··· Task material ···
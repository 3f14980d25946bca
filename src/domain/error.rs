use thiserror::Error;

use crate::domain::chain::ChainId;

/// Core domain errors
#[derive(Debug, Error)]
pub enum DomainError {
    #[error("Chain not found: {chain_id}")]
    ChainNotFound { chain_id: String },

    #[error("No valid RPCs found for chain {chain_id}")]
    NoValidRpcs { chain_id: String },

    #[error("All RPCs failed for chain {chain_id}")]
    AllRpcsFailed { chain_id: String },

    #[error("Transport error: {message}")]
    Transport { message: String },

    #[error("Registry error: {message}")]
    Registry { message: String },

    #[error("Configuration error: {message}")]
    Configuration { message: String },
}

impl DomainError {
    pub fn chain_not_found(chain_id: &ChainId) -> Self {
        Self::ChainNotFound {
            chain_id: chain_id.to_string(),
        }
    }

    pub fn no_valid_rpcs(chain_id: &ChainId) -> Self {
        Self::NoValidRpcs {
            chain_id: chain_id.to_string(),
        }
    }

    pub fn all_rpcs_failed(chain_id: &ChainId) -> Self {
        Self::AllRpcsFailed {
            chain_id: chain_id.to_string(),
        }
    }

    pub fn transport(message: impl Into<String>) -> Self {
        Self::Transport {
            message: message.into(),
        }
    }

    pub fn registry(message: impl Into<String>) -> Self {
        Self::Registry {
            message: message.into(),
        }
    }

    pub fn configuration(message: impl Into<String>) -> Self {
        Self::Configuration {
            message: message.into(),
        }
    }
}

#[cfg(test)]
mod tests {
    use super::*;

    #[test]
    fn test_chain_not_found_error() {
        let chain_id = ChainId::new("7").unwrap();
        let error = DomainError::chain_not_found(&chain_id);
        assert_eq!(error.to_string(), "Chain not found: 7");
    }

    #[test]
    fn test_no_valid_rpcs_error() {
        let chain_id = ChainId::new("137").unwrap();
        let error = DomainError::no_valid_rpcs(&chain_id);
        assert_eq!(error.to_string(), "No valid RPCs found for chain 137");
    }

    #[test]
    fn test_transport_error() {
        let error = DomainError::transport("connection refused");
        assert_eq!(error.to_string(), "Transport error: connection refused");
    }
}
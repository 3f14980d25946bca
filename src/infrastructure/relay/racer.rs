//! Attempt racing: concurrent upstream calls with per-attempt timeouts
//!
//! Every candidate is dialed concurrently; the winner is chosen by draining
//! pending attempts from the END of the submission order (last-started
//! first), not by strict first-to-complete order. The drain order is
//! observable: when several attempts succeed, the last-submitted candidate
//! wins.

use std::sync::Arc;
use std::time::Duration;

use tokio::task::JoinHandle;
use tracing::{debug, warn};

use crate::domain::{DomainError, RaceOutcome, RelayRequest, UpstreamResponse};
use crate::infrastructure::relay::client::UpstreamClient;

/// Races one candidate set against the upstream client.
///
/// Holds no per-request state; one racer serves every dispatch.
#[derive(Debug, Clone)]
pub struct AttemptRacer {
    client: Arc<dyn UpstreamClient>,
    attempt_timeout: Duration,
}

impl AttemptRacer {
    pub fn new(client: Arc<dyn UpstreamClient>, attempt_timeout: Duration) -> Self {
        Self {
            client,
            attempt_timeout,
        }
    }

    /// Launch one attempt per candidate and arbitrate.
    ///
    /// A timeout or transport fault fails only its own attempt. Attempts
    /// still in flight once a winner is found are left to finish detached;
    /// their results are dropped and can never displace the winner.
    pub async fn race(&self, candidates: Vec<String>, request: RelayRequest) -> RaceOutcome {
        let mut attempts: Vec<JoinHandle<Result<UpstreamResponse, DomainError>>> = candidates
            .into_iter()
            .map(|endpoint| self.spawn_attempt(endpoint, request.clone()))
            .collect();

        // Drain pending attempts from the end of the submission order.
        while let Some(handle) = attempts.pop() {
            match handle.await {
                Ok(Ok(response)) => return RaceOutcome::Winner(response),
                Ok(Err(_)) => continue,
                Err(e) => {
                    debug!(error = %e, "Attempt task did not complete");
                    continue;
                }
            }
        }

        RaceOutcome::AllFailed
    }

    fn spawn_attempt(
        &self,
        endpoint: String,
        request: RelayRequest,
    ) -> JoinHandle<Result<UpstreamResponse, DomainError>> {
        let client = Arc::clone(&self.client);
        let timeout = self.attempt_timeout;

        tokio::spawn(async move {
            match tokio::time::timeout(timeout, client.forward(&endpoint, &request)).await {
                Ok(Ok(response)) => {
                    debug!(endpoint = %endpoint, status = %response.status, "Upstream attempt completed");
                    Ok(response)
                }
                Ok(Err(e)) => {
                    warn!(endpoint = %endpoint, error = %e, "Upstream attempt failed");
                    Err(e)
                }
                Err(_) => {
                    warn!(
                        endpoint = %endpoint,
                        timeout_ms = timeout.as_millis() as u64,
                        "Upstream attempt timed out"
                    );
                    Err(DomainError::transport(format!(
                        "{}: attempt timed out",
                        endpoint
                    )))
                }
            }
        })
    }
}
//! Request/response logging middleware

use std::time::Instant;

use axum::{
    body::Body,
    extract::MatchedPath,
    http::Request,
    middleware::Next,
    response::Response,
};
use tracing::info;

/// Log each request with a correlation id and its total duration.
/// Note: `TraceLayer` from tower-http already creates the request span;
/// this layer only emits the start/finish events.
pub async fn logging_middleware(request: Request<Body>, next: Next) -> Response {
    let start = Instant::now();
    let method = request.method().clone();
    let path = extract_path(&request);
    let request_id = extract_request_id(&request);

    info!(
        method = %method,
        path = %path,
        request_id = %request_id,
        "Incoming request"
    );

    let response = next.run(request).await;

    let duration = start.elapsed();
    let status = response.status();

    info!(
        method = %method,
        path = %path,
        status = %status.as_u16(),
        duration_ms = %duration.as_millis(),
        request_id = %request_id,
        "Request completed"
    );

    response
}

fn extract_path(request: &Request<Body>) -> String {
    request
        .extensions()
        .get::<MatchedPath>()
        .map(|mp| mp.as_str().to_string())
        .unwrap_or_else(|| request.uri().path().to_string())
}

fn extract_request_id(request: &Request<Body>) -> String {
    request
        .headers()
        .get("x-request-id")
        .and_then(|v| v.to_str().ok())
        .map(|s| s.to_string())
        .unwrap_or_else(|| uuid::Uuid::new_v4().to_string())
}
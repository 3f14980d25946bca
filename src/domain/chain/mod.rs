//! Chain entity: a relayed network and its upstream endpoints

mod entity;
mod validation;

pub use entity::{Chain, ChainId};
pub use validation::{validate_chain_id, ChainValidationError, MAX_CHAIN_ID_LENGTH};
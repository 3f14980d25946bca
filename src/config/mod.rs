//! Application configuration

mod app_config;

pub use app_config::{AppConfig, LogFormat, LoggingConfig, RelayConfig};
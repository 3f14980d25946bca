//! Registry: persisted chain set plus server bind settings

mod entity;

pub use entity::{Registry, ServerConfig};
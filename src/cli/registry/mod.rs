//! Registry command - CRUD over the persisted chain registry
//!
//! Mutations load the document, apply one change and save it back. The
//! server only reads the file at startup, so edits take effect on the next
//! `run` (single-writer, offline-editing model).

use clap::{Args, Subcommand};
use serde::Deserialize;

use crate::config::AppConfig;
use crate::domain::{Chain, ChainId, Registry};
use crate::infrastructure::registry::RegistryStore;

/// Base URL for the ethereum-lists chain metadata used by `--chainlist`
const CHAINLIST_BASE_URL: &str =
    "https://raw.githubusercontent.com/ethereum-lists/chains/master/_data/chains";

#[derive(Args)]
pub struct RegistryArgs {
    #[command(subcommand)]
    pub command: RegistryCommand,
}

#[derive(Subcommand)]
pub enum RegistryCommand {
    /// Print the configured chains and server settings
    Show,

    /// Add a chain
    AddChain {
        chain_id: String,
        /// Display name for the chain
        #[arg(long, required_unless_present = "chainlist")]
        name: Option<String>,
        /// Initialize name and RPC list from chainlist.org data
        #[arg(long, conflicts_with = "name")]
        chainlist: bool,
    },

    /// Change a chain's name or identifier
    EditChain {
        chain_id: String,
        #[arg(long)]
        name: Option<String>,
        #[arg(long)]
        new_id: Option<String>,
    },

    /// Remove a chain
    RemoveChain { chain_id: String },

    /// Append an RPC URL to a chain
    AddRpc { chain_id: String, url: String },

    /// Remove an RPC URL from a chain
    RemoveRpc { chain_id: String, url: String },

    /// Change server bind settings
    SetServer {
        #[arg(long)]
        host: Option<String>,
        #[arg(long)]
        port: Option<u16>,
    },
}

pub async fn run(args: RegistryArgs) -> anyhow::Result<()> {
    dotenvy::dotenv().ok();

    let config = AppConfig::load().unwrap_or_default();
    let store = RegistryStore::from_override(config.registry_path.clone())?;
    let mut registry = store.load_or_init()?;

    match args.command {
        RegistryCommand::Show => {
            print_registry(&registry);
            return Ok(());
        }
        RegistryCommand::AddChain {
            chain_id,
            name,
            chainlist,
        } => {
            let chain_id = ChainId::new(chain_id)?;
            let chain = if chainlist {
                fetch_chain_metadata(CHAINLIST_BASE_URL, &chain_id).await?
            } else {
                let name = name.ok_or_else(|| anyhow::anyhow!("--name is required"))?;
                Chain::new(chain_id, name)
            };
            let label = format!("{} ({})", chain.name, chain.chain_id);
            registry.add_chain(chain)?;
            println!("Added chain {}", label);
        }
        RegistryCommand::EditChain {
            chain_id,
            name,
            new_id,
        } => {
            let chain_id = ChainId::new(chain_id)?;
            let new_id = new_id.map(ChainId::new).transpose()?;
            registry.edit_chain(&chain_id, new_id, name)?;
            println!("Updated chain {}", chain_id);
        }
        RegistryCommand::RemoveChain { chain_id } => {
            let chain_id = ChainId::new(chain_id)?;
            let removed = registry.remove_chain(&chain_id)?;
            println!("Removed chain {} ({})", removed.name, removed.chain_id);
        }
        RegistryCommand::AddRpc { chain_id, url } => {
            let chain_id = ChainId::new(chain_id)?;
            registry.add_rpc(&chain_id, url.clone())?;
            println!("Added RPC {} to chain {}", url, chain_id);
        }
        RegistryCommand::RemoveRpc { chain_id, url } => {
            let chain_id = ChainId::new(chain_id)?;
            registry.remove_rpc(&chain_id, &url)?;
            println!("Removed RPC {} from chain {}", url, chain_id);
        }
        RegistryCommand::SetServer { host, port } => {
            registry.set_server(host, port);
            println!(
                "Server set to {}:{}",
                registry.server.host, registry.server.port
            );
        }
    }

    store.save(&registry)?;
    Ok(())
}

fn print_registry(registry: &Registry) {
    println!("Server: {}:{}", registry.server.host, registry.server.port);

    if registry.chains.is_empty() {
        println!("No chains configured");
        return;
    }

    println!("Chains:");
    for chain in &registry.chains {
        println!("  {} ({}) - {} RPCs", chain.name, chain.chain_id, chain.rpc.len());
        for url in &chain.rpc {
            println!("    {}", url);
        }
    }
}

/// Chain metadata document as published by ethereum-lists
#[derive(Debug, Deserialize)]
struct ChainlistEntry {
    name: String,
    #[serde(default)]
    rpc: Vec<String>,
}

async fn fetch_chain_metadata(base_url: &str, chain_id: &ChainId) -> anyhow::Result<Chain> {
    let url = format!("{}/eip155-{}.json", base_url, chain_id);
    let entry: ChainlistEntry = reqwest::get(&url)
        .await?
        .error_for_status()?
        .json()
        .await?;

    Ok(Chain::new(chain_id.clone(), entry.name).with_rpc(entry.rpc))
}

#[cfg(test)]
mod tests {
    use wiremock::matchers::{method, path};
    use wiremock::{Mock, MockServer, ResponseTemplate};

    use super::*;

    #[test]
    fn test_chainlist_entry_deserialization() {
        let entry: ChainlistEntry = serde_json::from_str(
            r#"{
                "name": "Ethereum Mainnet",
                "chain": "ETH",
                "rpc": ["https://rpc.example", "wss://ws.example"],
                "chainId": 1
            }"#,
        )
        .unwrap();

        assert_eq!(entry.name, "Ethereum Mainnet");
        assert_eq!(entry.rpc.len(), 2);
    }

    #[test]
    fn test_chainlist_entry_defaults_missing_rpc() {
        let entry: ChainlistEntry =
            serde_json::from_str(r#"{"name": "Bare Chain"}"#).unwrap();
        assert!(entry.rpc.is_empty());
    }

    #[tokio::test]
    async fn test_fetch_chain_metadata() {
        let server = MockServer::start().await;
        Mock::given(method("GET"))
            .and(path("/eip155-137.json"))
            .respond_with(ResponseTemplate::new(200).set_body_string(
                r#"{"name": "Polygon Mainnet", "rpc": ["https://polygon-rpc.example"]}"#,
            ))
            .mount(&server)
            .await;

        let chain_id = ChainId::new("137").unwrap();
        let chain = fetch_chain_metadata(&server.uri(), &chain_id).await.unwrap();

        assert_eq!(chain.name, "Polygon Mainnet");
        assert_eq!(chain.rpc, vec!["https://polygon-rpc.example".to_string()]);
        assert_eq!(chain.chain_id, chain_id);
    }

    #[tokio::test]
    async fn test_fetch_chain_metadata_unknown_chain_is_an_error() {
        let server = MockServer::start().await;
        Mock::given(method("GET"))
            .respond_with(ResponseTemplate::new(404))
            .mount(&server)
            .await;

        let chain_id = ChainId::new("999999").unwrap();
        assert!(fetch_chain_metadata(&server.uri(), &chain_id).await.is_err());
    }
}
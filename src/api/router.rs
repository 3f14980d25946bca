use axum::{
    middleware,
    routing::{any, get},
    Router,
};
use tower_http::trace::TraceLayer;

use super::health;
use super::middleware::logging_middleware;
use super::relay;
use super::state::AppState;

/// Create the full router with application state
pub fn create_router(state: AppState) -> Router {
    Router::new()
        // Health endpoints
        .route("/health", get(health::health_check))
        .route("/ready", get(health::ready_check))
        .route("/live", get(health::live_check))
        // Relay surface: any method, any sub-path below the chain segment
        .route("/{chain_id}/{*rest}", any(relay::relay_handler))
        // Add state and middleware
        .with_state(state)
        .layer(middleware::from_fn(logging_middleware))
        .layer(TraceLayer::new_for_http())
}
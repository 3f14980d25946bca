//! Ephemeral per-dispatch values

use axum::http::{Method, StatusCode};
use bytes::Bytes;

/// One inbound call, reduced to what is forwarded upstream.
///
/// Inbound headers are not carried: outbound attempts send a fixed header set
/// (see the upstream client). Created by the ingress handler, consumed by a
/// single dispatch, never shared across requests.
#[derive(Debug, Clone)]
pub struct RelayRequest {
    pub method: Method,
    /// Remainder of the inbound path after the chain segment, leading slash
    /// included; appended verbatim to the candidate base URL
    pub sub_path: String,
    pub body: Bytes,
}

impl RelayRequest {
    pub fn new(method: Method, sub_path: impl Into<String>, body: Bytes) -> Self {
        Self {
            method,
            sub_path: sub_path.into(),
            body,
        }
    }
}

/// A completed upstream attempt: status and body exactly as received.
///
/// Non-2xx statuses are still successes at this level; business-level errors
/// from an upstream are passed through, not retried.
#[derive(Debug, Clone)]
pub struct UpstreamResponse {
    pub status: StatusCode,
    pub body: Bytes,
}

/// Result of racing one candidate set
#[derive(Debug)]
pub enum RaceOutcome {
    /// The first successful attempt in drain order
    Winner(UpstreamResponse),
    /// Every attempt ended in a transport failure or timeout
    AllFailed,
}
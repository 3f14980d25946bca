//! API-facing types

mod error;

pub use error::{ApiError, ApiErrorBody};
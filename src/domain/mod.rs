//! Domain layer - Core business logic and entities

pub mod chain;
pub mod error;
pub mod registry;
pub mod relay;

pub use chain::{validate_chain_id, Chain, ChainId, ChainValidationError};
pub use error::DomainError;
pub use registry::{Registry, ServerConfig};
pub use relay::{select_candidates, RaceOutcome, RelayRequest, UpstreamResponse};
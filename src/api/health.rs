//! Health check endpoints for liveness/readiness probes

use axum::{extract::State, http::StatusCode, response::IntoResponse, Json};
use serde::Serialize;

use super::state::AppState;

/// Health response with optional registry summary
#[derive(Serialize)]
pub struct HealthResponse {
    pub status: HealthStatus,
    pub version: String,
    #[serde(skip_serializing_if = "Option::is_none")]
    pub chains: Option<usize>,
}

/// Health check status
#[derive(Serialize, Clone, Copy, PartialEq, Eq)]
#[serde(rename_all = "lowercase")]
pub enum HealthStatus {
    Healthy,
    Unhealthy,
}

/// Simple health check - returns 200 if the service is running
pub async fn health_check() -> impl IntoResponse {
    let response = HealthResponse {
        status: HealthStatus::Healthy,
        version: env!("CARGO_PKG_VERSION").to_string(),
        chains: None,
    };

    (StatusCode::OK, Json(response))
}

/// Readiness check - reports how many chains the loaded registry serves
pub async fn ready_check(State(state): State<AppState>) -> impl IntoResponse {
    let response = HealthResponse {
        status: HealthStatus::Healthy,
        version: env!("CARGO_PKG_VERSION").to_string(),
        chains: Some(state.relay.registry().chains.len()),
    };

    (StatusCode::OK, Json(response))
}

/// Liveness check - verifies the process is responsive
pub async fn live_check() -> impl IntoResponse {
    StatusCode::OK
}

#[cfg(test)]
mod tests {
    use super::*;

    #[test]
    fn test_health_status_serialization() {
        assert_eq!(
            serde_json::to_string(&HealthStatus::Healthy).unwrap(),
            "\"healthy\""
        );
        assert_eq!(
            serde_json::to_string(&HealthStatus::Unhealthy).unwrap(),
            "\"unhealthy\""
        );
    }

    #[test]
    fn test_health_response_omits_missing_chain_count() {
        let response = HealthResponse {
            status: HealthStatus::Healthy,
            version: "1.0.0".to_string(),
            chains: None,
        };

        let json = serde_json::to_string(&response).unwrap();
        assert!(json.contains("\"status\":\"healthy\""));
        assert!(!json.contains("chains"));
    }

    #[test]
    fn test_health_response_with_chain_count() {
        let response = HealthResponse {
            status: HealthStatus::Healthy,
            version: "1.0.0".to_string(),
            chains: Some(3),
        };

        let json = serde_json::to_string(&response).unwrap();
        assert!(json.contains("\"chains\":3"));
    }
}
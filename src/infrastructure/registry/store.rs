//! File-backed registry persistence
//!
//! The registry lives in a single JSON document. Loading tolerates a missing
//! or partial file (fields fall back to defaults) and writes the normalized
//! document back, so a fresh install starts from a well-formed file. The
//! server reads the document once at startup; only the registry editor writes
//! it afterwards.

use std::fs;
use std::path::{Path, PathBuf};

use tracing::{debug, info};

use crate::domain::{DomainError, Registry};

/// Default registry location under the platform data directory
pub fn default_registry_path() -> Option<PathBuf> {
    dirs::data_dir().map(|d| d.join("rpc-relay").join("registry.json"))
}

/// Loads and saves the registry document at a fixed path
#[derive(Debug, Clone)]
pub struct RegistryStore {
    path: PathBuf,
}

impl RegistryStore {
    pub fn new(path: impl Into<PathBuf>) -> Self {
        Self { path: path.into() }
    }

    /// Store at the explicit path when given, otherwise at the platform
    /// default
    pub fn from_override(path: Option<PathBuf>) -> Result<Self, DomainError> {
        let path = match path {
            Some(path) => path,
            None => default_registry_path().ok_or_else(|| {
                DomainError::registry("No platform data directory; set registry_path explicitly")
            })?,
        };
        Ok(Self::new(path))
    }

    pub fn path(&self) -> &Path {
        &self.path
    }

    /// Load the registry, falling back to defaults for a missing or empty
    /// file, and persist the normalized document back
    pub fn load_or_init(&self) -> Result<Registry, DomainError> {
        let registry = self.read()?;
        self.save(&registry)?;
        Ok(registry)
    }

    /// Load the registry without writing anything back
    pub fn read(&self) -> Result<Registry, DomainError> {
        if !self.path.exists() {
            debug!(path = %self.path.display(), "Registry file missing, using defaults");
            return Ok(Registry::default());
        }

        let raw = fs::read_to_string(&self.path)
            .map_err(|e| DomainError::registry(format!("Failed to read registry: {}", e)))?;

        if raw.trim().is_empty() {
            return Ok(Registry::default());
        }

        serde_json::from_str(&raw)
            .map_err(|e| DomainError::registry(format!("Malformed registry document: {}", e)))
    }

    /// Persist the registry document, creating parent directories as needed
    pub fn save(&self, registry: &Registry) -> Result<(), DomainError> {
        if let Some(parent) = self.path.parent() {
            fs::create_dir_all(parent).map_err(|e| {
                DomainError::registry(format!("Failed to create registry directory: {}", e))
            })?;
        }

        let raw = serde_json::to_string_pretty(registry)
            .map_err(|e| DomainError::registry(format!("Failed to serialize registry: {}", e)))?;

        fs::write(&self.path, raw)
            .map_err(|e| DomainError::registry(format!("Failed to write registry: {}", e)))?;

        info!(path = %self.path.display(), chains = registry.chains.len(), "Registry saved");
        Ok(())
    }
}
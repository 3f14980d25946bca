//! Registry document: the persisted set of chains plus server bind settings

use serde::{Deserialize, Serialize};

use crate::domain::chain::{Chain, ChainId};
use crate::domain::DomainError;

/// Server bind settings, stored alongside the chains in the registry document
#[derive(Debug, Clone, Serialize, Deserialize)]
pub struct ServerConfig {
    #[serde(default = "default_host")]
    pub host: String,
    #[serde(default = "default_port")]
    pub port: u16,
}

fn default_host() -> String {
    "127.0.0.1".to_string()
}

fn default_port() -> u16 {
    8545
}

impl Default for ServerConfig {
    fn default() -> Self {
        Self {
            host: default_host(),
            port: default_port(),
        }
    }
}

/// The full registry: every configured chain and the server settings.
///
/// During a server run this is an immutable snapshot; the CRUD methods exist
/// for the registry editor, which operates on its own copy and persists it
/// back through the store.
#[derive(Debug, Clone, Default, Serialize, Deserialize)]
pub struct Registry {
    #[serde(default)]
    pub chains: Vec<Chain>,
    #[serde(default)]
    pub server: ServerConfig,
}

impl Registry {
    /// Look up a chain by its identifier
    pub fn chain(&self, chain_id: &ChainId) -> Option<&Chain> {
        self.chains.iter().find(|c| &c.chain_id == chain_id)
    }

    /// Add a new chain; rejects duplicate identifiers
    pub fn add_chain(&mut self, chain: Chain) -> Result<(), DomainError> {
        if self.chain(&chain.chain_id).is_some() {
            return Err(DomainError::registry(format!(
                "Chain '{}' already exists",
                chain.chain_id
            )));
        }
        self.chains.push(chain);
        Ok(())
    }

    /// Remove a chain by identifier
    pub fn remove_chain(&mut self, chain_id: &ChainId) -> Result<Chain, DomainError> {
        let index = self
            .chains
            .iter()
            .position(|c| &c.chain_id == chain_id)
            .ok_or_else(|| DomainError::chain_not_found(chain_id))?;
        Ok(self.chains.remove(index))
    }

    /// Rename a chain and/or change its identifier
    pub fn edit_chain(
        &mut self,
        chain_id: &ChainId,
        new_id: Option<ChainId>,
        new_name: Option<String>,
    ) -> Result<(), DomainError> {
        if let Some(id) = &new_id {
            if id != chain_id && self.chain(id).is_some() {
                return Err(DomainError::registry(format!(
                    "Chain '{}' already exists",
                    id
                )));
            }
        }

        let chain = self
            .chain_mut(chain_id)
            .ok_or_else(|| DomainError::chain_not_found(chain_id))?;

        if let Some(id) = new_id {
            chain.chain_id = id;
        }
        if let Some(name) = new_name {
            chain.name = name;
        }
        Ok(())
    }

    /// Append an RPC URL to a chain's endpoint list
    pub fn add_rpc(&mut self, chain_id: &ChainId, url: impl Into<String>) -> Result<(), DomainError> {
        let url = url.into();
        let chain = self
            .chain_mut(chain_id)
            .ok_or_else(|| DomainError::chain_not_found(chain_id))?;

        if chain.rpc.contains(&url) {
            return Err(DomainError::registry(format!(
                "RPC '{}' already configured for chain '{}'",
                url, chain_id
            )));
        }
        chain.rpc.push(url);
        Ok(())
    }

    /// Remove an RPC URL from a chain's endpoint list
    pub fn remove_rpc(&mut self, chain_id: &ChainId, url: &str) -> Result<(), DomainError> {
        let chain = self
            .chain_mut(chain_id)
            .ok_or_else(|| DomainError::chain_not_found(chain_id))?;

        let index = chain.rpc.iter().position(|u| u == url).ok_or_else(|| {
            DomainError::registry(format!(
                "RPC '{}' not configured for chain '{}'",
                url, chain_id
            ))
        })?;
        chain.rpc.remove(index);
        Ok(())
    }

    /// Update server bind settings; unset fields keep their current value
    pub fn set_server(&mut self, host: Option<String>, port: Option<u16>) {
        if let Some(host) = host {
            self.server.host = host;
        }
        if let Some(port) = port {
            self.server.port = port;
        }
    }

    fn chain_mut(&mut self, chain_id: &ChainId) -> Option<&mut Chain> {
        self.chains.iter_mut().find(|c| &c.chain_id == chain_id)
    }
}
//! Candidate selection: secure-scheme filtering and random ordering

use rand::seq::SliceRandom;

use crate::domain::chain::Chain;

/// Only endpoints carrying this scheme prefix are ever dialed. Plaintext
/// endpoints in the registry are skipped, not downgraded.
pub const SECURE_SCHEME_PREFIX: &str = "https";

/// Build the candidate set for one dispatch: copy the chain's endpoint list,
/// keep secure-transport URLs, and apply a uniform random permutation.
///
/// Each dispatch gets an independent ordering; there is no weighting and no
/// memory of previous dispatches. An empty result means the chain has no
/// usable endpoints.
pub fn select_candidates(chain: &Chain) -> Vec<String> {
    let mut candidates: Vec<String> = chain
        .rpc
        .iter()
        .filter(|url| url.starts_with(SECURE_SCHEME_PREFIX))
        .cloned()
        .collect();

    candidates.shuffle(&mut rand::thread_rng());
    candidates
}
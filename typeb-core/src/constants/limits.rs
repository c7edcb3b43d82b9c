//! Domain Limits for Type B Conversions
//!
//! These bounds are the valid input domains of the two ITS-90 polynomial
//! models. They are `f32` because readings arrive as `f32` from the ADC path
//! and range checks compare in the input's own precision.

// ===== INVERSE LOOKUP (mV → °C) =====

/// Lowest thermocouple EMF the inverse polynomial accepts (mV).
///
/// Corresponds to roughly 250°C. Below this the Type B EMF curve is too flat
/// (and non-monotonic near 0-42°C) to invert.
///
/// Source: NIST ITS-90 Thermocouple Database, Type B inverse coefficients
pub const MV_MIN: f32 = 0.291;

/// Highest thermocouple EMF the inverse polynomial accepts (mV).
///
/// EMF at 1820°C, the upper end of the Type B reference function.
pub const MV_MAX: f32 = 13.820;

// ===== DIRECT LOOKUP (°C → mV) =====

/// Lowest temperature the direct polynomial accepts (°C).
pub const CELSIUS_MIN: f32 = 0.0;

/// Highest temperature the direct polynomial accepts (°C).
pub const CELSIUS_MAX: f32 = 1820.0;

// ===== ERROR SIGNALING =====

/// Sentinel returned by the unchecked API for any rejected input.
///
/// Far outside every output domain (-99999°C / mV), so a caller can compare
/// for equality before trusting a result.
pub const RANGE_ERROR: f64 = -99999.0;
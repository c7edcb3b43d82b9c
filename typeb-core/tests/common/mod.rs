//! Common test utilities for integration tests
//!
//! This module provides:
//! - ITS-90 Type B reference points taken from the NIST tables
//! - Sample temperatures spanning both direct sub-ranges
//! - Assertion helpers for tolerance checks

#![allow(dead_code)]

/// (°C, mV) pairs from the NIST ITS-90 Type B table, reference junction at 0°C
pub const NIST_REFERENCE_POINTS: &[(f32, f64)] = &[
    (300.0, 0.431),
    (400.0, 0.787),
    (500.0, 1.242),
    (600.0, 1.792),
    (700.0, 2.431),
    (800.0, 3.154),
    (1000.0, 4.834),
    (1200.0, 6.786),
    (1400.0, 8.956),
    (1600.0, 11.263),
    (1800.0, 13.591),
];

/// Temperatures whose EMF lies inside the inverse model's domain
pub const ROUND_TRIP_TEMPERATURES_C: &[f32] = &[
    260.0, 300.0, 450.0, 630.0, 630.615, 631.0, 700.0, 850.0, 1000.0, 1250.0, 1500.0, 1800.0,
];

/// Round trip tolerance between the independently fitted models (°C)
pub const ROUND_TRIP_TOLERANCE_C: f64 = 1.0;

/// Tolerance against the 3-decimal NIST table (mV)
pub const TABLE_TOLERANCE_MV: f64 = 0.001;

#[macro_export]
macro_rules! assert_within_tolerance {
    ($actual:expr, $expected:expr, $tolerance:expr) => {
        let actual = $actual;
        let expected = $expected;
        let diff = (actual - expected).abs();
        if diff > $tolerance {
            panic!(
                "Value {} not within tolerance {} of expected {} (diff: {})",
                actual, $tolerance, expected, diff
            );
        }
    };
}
···
- **Task description**: Show every line from the entries above in which the word "AddChain" appears.

- **Response**:
    AddChain {
        RegistryCommand::AddChain {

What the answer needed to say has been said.